To full grasp how the U.S. newspaper industry is structured (which Doctor never bothers to tell you, either because he doesn't know himself or because it would get in the way of the narrative he has constructed in his head and wants to pass to you), I refer you to: [..]/wiki/List_of_newspapers_in_the_United_States_by_circulation.
There, you may note that newspapers #1, #2, #3, #5, and #63 are national newspapers.

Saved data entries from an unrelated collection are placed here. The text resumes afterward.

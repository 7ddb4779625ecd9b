//! prompting helpers; reads validated numbers from any `BufRead`,
//! writes results to one sink and diagnostics to another

use std::io::{self, BufRead, Stderr, StdinLock, Stdout, Write};

pub struct Console<R, W, E>
{
    input : R,
    out   : W,
    err   : E,
}

pub type StdConsole = Console<StdinLock<'static>, Stdout, Stderr>;

impl StdConsole
{
    pub fn stdio() -> Self
    {
        Console::new(io::stdin().lock(), io::stdout(), io::stderr())
    }
}

impl<R : BufRead, W : Write, E : Write> Console<R, W, E>
{
    pub fn new(input : R, out : W, err : E) -> Self
    {
        Self { input, out, err }
    }

    /// sink for regular output (tables, status messages)
    pub fn out(&mut self) -> &mut W
    {
        &mut self.out
    }

    pub fn msgln(&mut self, line : &str) -> io::Result<()>
    {
        writeln!(self.out, "{}", line)
    }

    /// one line diagnostic on the error sink
    pub fn errln(&mut self, line : &str) -> io::Result<()>
    {
        writeln!(self.err, "{}", line)?;
        self.err.flush()
    }

    /// print prompt, return the trimmed next line;
    /// end of input is `UnexpectedEof`
    fn ask(&mut self, prompt : &str) -> io::Result<String>
    {
        write!(self.out, "{} ", prompt)?;
        self.out.flush()?;

        let mut line = String::new(); // read_line() appends, start fresh
        if self.input.read_line(&mut line)? == 0
        {
            return Err(io::Error::new(io::ErrorKind::UnexpectedEof, "input closed"));
        }

        Ok(line.trim().to_string())
    }

    /// read an integer within `min..=max`, asking again until one is given
    pub fn read_int_in(&mut self, prompt : &str, min : i64, max : i64)
        -> io::Result<i64>
    {
        loop
        {
            let answer = self.ask(prompt)?;

            match answer.parse::<i64>() {
                Ok(v) if (min..=max).contains(&v) => return Ok(v),
                _ => writeln!(self.out,
                              "Please enter an integer between {} and {}.",
                              min, max)?,
            }
        }
    }

    /// read any integer
    pub fn read_int(&mut self, prompt : &str) -> io::Result<i64>
    {
        loop
        {
            let answer = self.ask(prompt)?;

            match answer.parse::<i64>() {
                Ok(v) => return Ok(v),
                Err(_) => writeln!(self.out, "Please enter an integer.")?,
            }
        }
    }

    /// read a finite decimal; both `.` and `,` work as separator
    pub fn read_decimal(&mut self, prompt : &str) -> io::Result<f64>
    {
        loop
        {
            let answer = self.ask(prompt)?.replace(',', ".");

            match answer.parse::<f64>() {
                Ok(v) if v.is_finite() => return Ok(v),
                _ => writeln!(self.out, "Please enter a decimal number.")?,
            }
        }
    }

    pub fn into_parts(self) -> (R, W, E)
    {
        (self.input, self.out, self.err)
    }
}

#[cfg(test)]
mod tests
{
    use super::*;
    use crate::test;

    #[test]
    fn int_in_range_reprompts_until_valid()
    {
        let mut console = test::console("abc\n7\n-1\n 3 \n");

        assert_eq!(console.read_int_in("Option:", 0, 4).unwrap(), 3);

        let (_, out, _) = console.into_parts();
        let out = test::text(out);
        assert_eq!(out.matches("Option:").count(), 4);
        assert_eq!(out.matches("between 0 and 4").count(), 3);
    }

    #[test]
    fn int_accepts_negative_values()
    {
        let mut console = test::console("x\n-25\n");
        assert_eq!(console.read_int("Code:").unwrap(), -25);
    }

    #[test]
    fn decimal_accepts_comma()
    {
        let mut console = test::console("7,5\n");
        assert_eq!(console.read_decimal("Distance:").unwrap(), 7.5);
    }

    #[test]
    fn decimal_rejects_garbage_and_infinity()
    {
        let mut console = test::console("far\ninf\nNaN\n12\n");
        assert_eq!(console.read_decimal("Distance:").unwrap(), 12.0);

        let (_, out, _) = console.into_parts();
        assert_eq!(test::text(out).matches("decimal number").count(), 3);
    }

    #[test]
    fn end_of_input_is_an_error()
    {
        let mut console = test::console("nope\n");

        let err = console.read_int("Code:").unwrap_err();
        assert_eq!(err.kind(), io::ErrorKind::UnexpectedEof);
    }

    #[test]
    fn diagnostics_go_to_error_sink()
    {
        let mut console = test::console("");
        console.msgln("fine").unwrap();
        console.errln("broken").unwrap();

        let (_, out, err) = console.into_parts();
        assert_eq!(test::text(out), "fine\n");
        assert_eq!(test::text(err), "broken\n");
    }
}
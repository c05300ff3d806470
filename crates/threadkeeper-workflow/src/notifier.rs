// SPDX-FileCopyrightText: 2026 Threadkeeper Contributors
// SPDX-License-Identifier: MIT OR Apache-2.0

//! Publishes archive records and their reopen control.

use std::sync::Arc;

use tracing::debug;

use threadkeeper_core::error::ThreadkeeperError;
use threadkeeper_core::traits::ChatPlatform;
use threadkeeper_core::types::{Button, ButtonStyle, ChannelId, MessageId, OutboundMessage};

use crate::correlation::ControlAction;

pub const REOPEN_LABEL: &str = "Reopen Thread";

/// The reopen button for an archive record.
pub fn reopen_button(source_thread: ChannelId, anchor: MessageId) -> Button {
    Button {
        custom_id: ControlAction::reopen(source_thread, anchor).custom_id(),
        label: REOPEN_LABEL.to_string(),
        emoji: Some('🔄'),
        style: ButtonStyle::Primary,
    }
}

/// Posts anchors into the completion channel.
///
/// The control id embeds the anchor's own id and the record links to the
/// transcript started from it, so the record is posted first and completed
/// by one edit once both ids are known.
#[derive(Clone)]
pub struct Notifier {
    platform: Arc<dyn ChatPlatform>,
}

impl Notifier {
    pub fn new(platform: Arc<dyn ChatPlatform>) -> Self {
        Self { platform }
    }

    /// Posts the rendered header and returns the anchor id.
    pub async fn publish_anchor(
        &self,
        completion: ChannelId,
        header: OutboundMessage,
    ) -> Result<MessageId, ThreadkeeperError> {
        let anchor = self.platform.send(completion, header).await?;
        debug!(%completion, %anchor, "anchor posted");
        Ok(anchor)
    }

    /// Replaces the anchor with its final form: `header` plus the reopen
    /// control carrying `source_thread` and `anchor`.
    pub async fn finalize_anchor(
        &self,
        completion: ChannelId,
        anchor: MessageId,
        source_thread: ChannelId,
        mut header: OutboundMessage,
    ) -> Result<(), ThreadkeeperError> {
        header.buttons = vec![reopen_button(source_thread, anchor)];
        self.platform.edit_message(completion, anchor, header).await
    }
}
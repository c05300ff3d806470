// SPDX-FileCopyrightText: 2026 Threadkeeper Contributors
// SPDX-License-Identifier: MIT OR Apache-2.0

//! Serenity event handler feeding gateway events into the workflow.

use std::sync::Arc;

use async_trait::async_trait;
use serenity::all::{Context, EventHandler, Interaction, Reaction, Ready};
use tracing::{debug, error, info, warn};

use threadkeeper_core::types::GuildId;
use threadkeeper_workflow::Workflow;

use crate::convert;

/// Routes reactions and button presses to a shared [`Workflow`].
pub struct Handler {
    workflow: Arc<Workflow>,
}

impl Handler {
    pub fn new(workflow: Arc<Workflow>) -> Self {
        Self { workflow }
    }

    /// Creates the completion channel in `guild` when it is addressed by
    /// name and missing. Failures only affect this guild.
    async fn prepare_completion_channel(&self, guild: GuildId) {
        match self.workflow.ensure_completion_channel(guild).await {
            Ok(Some(channel)) => debug!(%guild, %channel, "completion channel ready"),
            Ok(None) => {}
            Err(err) => error!(%guild, error = %err, "failed to prepare completion channel"),
        }
    }
}

#[async_trait]
impl EventHandler for Handler {
    async fn ready(&self, _ctx: Context, ready: Ready) {
        info!(
            user = %ready.user.tag(),
            guilds = ready.guilds.len(),
            "connected to Discord"
        );
        for guild in &ready.guilds {
            self.prepare_completion_channel(GuildId(guild.id.get())).await;
        }
    }

    async fn reaction_add(&self, ctx: Context, reaction: Reaction) {
        let user = match reaction.user(&ctx).await {
            Ok(user) => user,
            Err(err) => {
                warn!(
                    message_id = %reaction.message_id,
                    error = %err,
                    "could not resolve reacting user"
                );
                return;
            }
        };
        self.workflow
            .on_reaction(convert::reaction_event(&reaction, &user))
            .await;
    }

    async fn interaction_create(&self, _ctx: Context, interaction: Interaction) {
        if let Interaction::Component(component) = interaction {
            self.workflow
                .on_component(convert::activation(&component))
                .await;
        }
    }
}
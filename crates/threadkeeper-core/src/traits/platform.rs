// SPDX-FileCopyrightText: 2026 Threadkeeper Contributors
// SPDX-License-Identifier: MIT OR Apache-2.0

//! Chat platform capability trait.

use async_trait::async_trait;

use crate::error::ThreadkeeperError;
use crate::traits::adapter::PluginAdapter;
use crate::types::{
    ChannelId, ChannelInfo, ChatMessage, ChatUser, GuildId, InteractionHandle, MessageId,
    OutboundMessage, ThreadState,
};

/// The operations the archive workflow needs from a chat platform.
///
/// Implemented by the Discord adapter and by the in-memory mock used in
/// tests. Every call may fail with [`ThreadkeeperError::Platform`]; lookups
/// of missing objects fail with [`ThreadkeeperError::NotFound`].
#[async_trait]
pub trait ChatPlatform: PluginAdapter {
    /// The account the bot is logged in as.
    async fn current_user(&self) -> Result<ChatUser, ThreadkeeperError>;

    /// Fetches channel or thread metadata.
    async fn channel(&self, id: ChannelId) -> Result<ChannelInfo, ThreadkeeperError>;

    /// Finds a text channel by exact name within a guild.
    async fn find_text_channel(
        &self,
        guild: GuildId,
        name: &str,
    ) -> Result<Option<ChannelId>, ThreadkeeperError>;

    /// Creates a text channel in a guild.
    async fn create_text_channel(
        &self,
        guild: GuildId,
        name: &str,
        topic: &str,
    ) -> Result<ChannelId, ThreadkeeperError>;

    /// Fetches a single message.
    async fn message(
        &self,
        channel: ChannelId,
        id: MessageId,
    ) -> Result<ChatMessage, ThreadkeeperError>;

    /// Fetches up to `limit` of the most recent messages of a channel, in
    /// whatever order the platform returns them.
    async fn recent_messages(
        &self,
        channel: ChannelId,
        limit: u8,
    ) -> Result<Vec<ChatMessage>, ThreadkeeperError>;

    /// Posts a message and returns its id.
    async fn send(
        &self,
        channel: ChannelId,
        message: OutboundMessage,
    ) -> Result<MessageId, ThreadkeeperError>;

    /// Replaces the content, embed and controls of a message the bot posted.
    async fn edit_message(
        &self,
        channel: ChannelId,
        message: MessageId,
        edit: OutboundMessage,
    ) -> Result<(), ThreadkeeperError>;

    /// Deletes a message.
    async fn delete_message(
        &self,
        channel: ChannelId,
        message: MessageId,
    ) -> Result<(), ThreadkeeperError>;

    /// Starts a thread from an existing message.
    async fn start_thread(
        &self,
        channel: ChannelId,
        message: MessageId,
        name: &str,
        auto_archive_minutes: u16,
    ) -> Result<ChannelId, ThreadkeeperError>;

    /// Sets a thread's lock/archive flags.
    async fn set_thread_state(
        &self,
        thread: ChannelId,
        state: ThreadState,
    ) -> Result<(), ThreadkeeperError>;

    /// Deletes a channel or thread.
    async fn delete_channel(&self, channel: ChannelId) -> Result<(), ThreadkeeperError>;

    /// Adds a reaction from the bot account.
    async fn react(
        &self,
        channel: ChannelId,
        message: MessageId,
        emoji: &str,
    ) -> Result<(), ThreadkeeperError>;

    /// Removes the bot account's own reaction.
    async fn unreact(
        &self,
        channel: ChannelId,
        message: MessageId,
        emoji: &str,
    ) -> Result<(), ThreadkeeperError>;

    /// Acknowledges an interaction within the platform's response window,
    /// deferring a private reply.
    async fn acknowledge(&self, interaction: &InteractionHandle) -> Result<(), ThreadkeeperError>;

    /// Sends a reply visible only to the invoking user. Requires a prior
    /// [`ChatPlatform::acknowledge`].
    async fn reply_private(
        &self,
        interaction: &InteractionHandle,
        content: &str,
    ) -> Result<(), ThreadkeeperError>;

    /// Web link to a channel or thread.
    fn channel_link(&self, guild: Option<GuildId>, channel: ChannelId) -> String;

    /// Web link to a message.
    fn message_link(&self, guild: Option<GuildId>, channel: ChannelId, message: MessageId)
    -> String;
}
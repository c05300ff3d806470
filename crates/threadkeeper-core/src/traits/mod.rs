// SPDX-FileCopyrightText: 2026 Threadkeeper Contributors
// SPDX-License-Identifier: MIT OR Apache-2.0

//! Adapter trait definitions.
//!
//! Adapters extend the [`PluginAdapter`] base trait and use
//! `#[async_trait]` for dynamic dispatch compatibility.

pub mod adapter;
pub mod platform;

pub use adapter::PluginAdapter;
pub use platform::ChatPlatform;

Almost all of the others in this top 100 list are or might be called metro dailies, except most of the ones from 89 to 100. The 1,300 U.S. dailies that are NOT on this Wikipedia list are ALL small-to-medium-sized newspapers. Doctor talks about the entire U.S. newspaper industry while, based on his book, seeming to know or care little to nothing about any daily newspaper except the largest 34 of them (St. Paul Pioneer Press [where, not coincidentally, he was managing editor] and larger) out of 1,400.
In fact, Doctor never defines, and therefore can never keep straight, what is a "regional" newspaper and what is a "local" newspaper. On p. 24, he says they both "shrink rapidly." On p. 45, he refers to the metro daily Minneapolis Star-Tribune as a "local" newspaper, and on p. 46, he says that seven "local" newspapers are in bankruptcy while referring to the following metro dailies: Chicago Tribune, Chicago Sun-Times, Minneapolis Star-Tribune, Philadelphia Inquirer, Philadelphia Daily News, and others. (Nor does he tell you that they were all put into bankruptcy by overleveraged buyout deals combined with the recession, and not put there by the Internet generally, the "Dirty Dozen" or any other external force.) On p 53, he refers to the Gannett Company as if it consists of nothing but "large dailies," but Gannett Co. owns 82 dailies: one national paper (USA TODAY), 10 metro dailies (Phoenix, Detroit, Indianapolis, Louisville, Cincinnati, Nashville, Rochester, Des Moines, Honolulu, and Wilmington), and 71 medium-to-SMALL sized dailies. Bottom line: Gannett, far from being all large dailies, consists overwhelming of NOT large dailies. And Doctor is dead wrong when he says on page 6 that "every city" has or had "hundreds of journalists." (The typical U.S. daily, which has a circulation of less than 13,000, has a news/editorial staff of about 15 journalists, not "hundreds.")
On page 16, Doctor provides the wrong lesson regarding The New York Herald Tribune and the weekly Life magazine, saying that they died because they did not "excel." In reality, they were both superb, but the Herald Tribune (the quality of which nearly matched, and sometimes exceeded, The New York Times) folded because of a massive union strike that hit all New York City dailies, while Life magazine's advertisers mostly left for network TV while its readers still loved it (it was closed in December 1972, despite a January 1972 rate base of 5+ million circulation!). HINT: Is this what is happening to daily newspapers? Readers drifting away slowly while advertisers leave too quickly? On p. 29, when he makes his point about top journalistic achievement coupled with poor financial performance, he doesn't point out that one can find prominent examples of this in media over hundreds of years! But then Doctor obviously is no historian, journalism or other.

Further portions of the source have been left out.